Ritornano, più graffianti che mai, i Garbage, al secolo Butch Vig, Steve Marker, Duke Erikson, Shirley Manson, con il settimo album in studio No Gods No Masters, uscito l’11 giugno su Stunvolume/Infectious Music, interrompendo un digiuno che risale al 2016, se si eccettua la ripubblicazione di Version 2.0 per il ventennio del disco.

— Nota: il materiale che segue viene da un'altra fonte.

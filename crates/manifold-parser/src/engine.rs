// SPDX-License-Identifier: PolyForm-Noncommercial-1.0.0
// Copyright (c) 2025 Sylvex. All rights reserved.

//! The field-extraction engine.
//!
//! [`Engine::parse`] turns a raw response buffer into
//! `device_id -> field_name -> value` using either the parser's ordered field
//! list or one of the built-in whole-frame codecs. The engine is a pure
//! function over its inputs; any field failure aborts the whole parse and no
//! partial results are observable.

use std::collections::HashMap;

use manifold_core::error::{ParseError, ParseResult};
use manifold_core::types::{
    BuiltinKind, DeviceData, Endianness, FieldType, FieldValue, Parser, ParserField, ParserKind,
};

// =============================================================================
// Engine
// =============================================================================

/// Decodes raw response bytes according to a [`Parser`] descriptor.
#[derive(Debug, Default, Clone, Copy)]
pub struct Engine;

impl Engine {
    /// Creates an engine.
    pub fn new() -> Self {
        Self
    }

    /// Decodes `data` per the parser descriptor.
    ///
    /// # Errors
    ///
    /// - [`ParseError::OutOfRange`] when a field reaches past the buffer
    /// - [`ParseError::UnknownBuiltin`] for an unrecognized builtin tag
    /// - [`ParseError::Invalid`] for malformed field content
    pub fn parse(&self, parser: &Parser, data: &[u8]) -> ParseResult<DeviceData> {
        if parser.kind == ParserKind::Builtin {
            return self.parse_builtin(parser, data);
        }

        // Group by device, preserving first-seen device order and per-device
        // declaration order.
        let mut order: Vec<&str> = Vec::new();
        let mut grouped: HashMap<&str, Vec<&ParserField>> = HashMap::new();
        for field in &parser.fields {
            let entry = grouped.entry(field.device_id.as_str()).or_default();
            if entry.is_empty() {
                order.push(field.device_id.as_str());
            }
            entry.push(field);
        }

        let mut result: DeviceData = HashMap::new();
        for device_id in order {
            let fields = &grouped[device_id];
            let mut device_data = HashMap::with_capacity(fields.len());

            for field in fields {
                let value = decode_field(field, data).map_err(|e| {
                    tracing::debug!(
                        parser = %parser.id,
                        device = %device_id,
                        field = %field.name,
                        error = %e,
                        "Field decode failed"
                    );
                    e
                })?;
                device_data.insert(field.name.clone(), value);
            }

            result.insert(device_id.to_string(), device_data);
        }

        Ok(result)
    }

    fn parse_builtin(&self, parser: &Parser, data: &[u8]) -> ParseResult<DeviceData> {
        let tag = parser.builtin.as_deref().unwrap_or_default();
        let kind =
            BuiltinKind::parse(tag).ok_or_else(|| ParseError::unknown_builtin(tag))?;

        let mut result: DeviceData = HashMap::new();
        match kind {
            BuiltinKind::Ieee3Floats => {
                if data.len() < 12 {
                    return Err(ParseError::short_buffer(12, data.len()));
                }
                let labels = builtin_labels(parser, 3)?;

                let mut device_data = HashMap::with_capacity(3);
                for (i, label) in labels.iter().enumerate() {
                    let raw = u32::from_le_bytes(data[i * 4..(i + 1) * 4].try_into().unwrap());
                    device_data
                        .insert((*label).to_string(), FieldValue::Float(f32::from_bits(raw) as f64));
                }
                result.insert(builtin_device(parser)?, device_data);
            }
            BuiltinKind::Ascii3Floats => {
                if data.len() != 8 {
                    return Err(ParseError::invalid(format!(
                        "ascii_3_floats requires exactly 8 bytes, got {}",
                        data.len()
                    )));
                }
                let integral = parse_ascii_int(&data[0..4])?;
                let fractional = parse_ascii_int(&data[4..8])?;
                let value = integral as f64 + fractional as f64 / 10_000.0;

                let labels = builtin_labels(parser, 1)?;
                let mut device_data = HashMap::with_capacity(1);
                device_data.insert(labels[0].to_string(), FieldValue::Float(value));
                result.insert(builtin_device(parser)?, device_data);
            }
            BuiltinKind::Int16Signed => {
                if data.len() < 2 {
                    return Err(ParseError::short_buffer(2, data.len()));
                }
                let value = i16::from_be_bytes([data[0], data[1]]);
                let labels = builtin_labels(parser, 1)?;
                let mut device_data = HashMap::with_capacity(1);
                device_data.insert(labels[0].to_string(), FieldValue::Int(value as i64));
                result.insert(builtin_device(parser)?, device_data);
            }
            BuiltinKind::Int16Unsigned => {
                if data.len() < 2 {
                    return Err(ParseError::short_buffer(2, data.len()));
                }
                let value = u16::from_be_bytes([data[0], data[1]]);
                let labels = builtin_labels(parser, 1)?;
                let mut device_data = HashMap::with_capacity(1);
                device_data.insert(labels[0].to_string(), FieldValue::UInt(value as u64));
                result.insert(builtin_device(parser)?, device_data);
            }
            BuiltinKind::Int32Signed => {
                if data.len() < 4 {
                    return Err(ParseError::short_buffer(4, data.len()));
                }
                let value = i32::from_be_bytes(data[0..4].try_into().unwrap());
                let labels = builtin_labels(parser, 1)?;
                let mut device_data = HashMap::with_capacity(1);
                device_data.insert(labels[0].to_string(), FieldValue::Int(value as i64));
                result.insert(builtin_device(parser)?, device_data);
            }
            BuiltinKind::RawBytes => {
                let labels = builtin_labels(parser, 1)?;
                let mut device_data = HashMap::with_capacity(1);
                device_data.insert(labels[0].to_string(), FieldValue::Bytes(data.to_vec()));
                result.insert(builtin_device(parser)?, device_data);
            }
        }

        Ok(result)
    }
}

/// The first `count` field names, used as output labels by builtins.
fn builtin_labels(parser: &Parser, count: usize) -> ParseResult<Vec<&str>> {
    if parser.fields.len() < count {
        return Err(ParseError::invalid(format!(
            "builtin parser '{}' needs at least {} label field(s), has {}",
            parser.id,
            count,
            parser.fields.len()
        )));
    }
    Ok(parser.fields[..count].iter().map(|f| f.name.as_str()).collect())
}

/// The device id builtin output is keyed under (taken from the first field).
fn builtin_device(parser: &Parser) -> ParseResult<String> {
    parser
        .fields
        .first()
        .map(|f| f.device_id.clone())
        .ok_or_else(|| {
            ParseError::invalid(format!("builtin parser '{}' has no fields", parser.id))
        })
}

// =============================================================================
// Field Decoding
// =============================================================================

/// Decodes one field out of `data`.
fn decode_field(field: &ParserField, data: &[u8]) -> ParseResult<FieldValue> {
    if field.offset >= data.len() {
        return Err(ParseError::out_of_range(
            field.offset,
            field.field_type.width().unwrap_or(1),
            data.len(),
        ));
    }

    let off = field.offset;

    match field.field_type {
        FieldType::Uint8 => {
            check_bounds(field, 1, data.len())?;
            Ok(transform(data[off] as f64, field))
        }
        FieldType::Int8 => {
            check_bounds(field, 1, data.len())?;
            Ok(transform(data[off] as i8 as f64, field))
        }
        FieldType::Uint16 => {
            check_bounds(field, 2, data.len())?;
            let raw = read_u16(&data[off..off + 2], field.endianness);
            Ok(transform(raw as f64, field))
        }
        FieldType::Int16 => {
            check_bounds(field, 2, data.len())?;
            let raw = read_u16(&data[off..off + 2], field.endianness) as i16;
            Ok(transform(raw as f64, field))
        }
        FieldType::Uint32 => {
            check_bounds(field, 4, data.len())?;
            let raw = read_u32(&data[off..off + 4], field.endianness);
            Ok(transform(raw as f64, field))
        }
        FieldType::Int32 => {
            check_bounds(field, 4, data.len())?;
            let raw = read_u32(&data[off..off + 4], field.endianness) as i32;
            Ok(transform(raw as f64, field))
        }
        FieldType::Float32 => {
            check_bounds(field, 4, data.len())?;
            let bits = read_u32(&data[off..off + 4], field.endianness);
            Ok(transform(f32::from_bits(bits) as f64, field))
        }
        FieldType::Float64 => {
            check_bounds(field, 8, data.len())?;
            let bits = read_u64(&data[off..off + 8], field.endianness);
            Ok(transform(f64::from_bits(bits), field))
        }
        FieldType::AsciiInt => {
            let len = field.array_length.unwrap_or(4);
            check_bounds(field, len, data.len())?;
            let text = std::str::from_utf8(&data[off..off + len])
                .map_err(|_| ParseError::invalid("ascii_int field is not valid UTF-8"))?;
            let value: i64 = text
                .trim()
                .parse()
                .map_err(|_| ParseError::invalid(format!("ascii_int field '{}' is not a number", text.trim())))?;
            Ok(transform(value as f64, field))
        }
        FieldType::AsciiDecimal => {
            let len = field.array_length.unwrap_or(8);
            check_bounds(field, len, data.len())?;
            let half = len / 2;
            let integral = parse_ascii_int(&data[off..off + half])?;
            let fractional = parse_ascii_int(&data[off + half..off + len])?;
            let divisor = 10f64.powi((len - half) as i32);
            Ok(transform(integral as f64 + fractional as f64 / divisor, field))
        }
        FieldType::String => {
            let len = clamped_length(field, data.len());
            let text = String::from_utf8_lossy(&data[off..off + len]);
            Ok(FieldValue::Text(text.trim().to_string()))
        }
        FieldType::RawBytes => {
            let len = clamped_length(field, data.len());
            Ok(FieldValue::Bytes(data[off..off + len].to_vec()))
        }
    }
}

fn check_bounds(field: &ParserField, width: usize, len: usize) -> ParseResult<()> {
    if field.offset + width > len {
        return Err(ParseError::out_of_range(field.offset, width, len));
    }
    Ok(())
}

/// Array length clamped to the buffer remainder for length-driven types.
fn clamped_length(field: &ParserField, len: usize) -> usize {
    let remainder = len - field.offset;
    match field.array_length {
        Some(n) if n <= remainder => n,
        _ => remainder,
    }
}

/// Applies `value * (scale or 1.0) + value_offset`.
fn transform(value: f64, field: &ParserField) -> FieldValue {
    let scale = if field.scale == 0.0 { 1.0 } else { field.scale };
    FieldValue::Float(value * scale + field.value_offset)
}

fn read_u16(buf: &[u8], endianness: Endianness) -> u16 {
    let bytes: [u8; 2] = buf.try_into().unwrap();
    match endianness {
        Endianness::Big => u16::from_be_bytes(bytes),
        Endianness::Little => u16::from_le_bytes(bytes),
    }
}

fn read_u32(buf: &[u8], endianness: Endianness) -> u32 {
    let bytes: [u8; 4] = buf.try_into().unwrap();
    match endianness {
        Endianness::Big => u32::from_be_bytes(bytes),
        Endianness::Little => u32::from_le_bytes(bytes),
    }
}

fn read_u64(buf: &[u8], endianness: Endianness) -> u64 {
    let bytes: [u8; 8] = buf.try_into().unwrap();
    match endianness {
        Endianness::Big => u64::from_be_bytes(bytes),
        Endianness::Little => u64::from_le_bytes(bytes),
    }
}

/// Parses a run of ASCII digits (with optional sign) as i64.
fn parse_ascii_int(buf: &[u8]) -> ParseResult<i64> {
    let text = std::str::from_utf8(buf)
        .map_err(|_| ParseError::invalid("ASCII number field is not valid UTF-8"))?;
    text.trim()
        .parse()
        .map_err(|_| ParseError::invalid(format!("'{}' is not a number", text.trim())))
}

Il primo singolo, The Men Who Rule The World, critica feroce all’ascesa del capitalismo, al razzismo, al sessismo e alla misoginia, è un brano di protesta e soprattutto un biglietto da visita, una chiara dichiarazione di intenti di una band che crede ancora, bontà loro, nel potere del dissenso. Ha per l’occasione un video roboante, diretto dal regista, animatore e pittore cileno Javi. MiAmor, ed è un po’, insieme a Waiting for God, la chiave dell’ispirazione “sociale” dell’intero disco.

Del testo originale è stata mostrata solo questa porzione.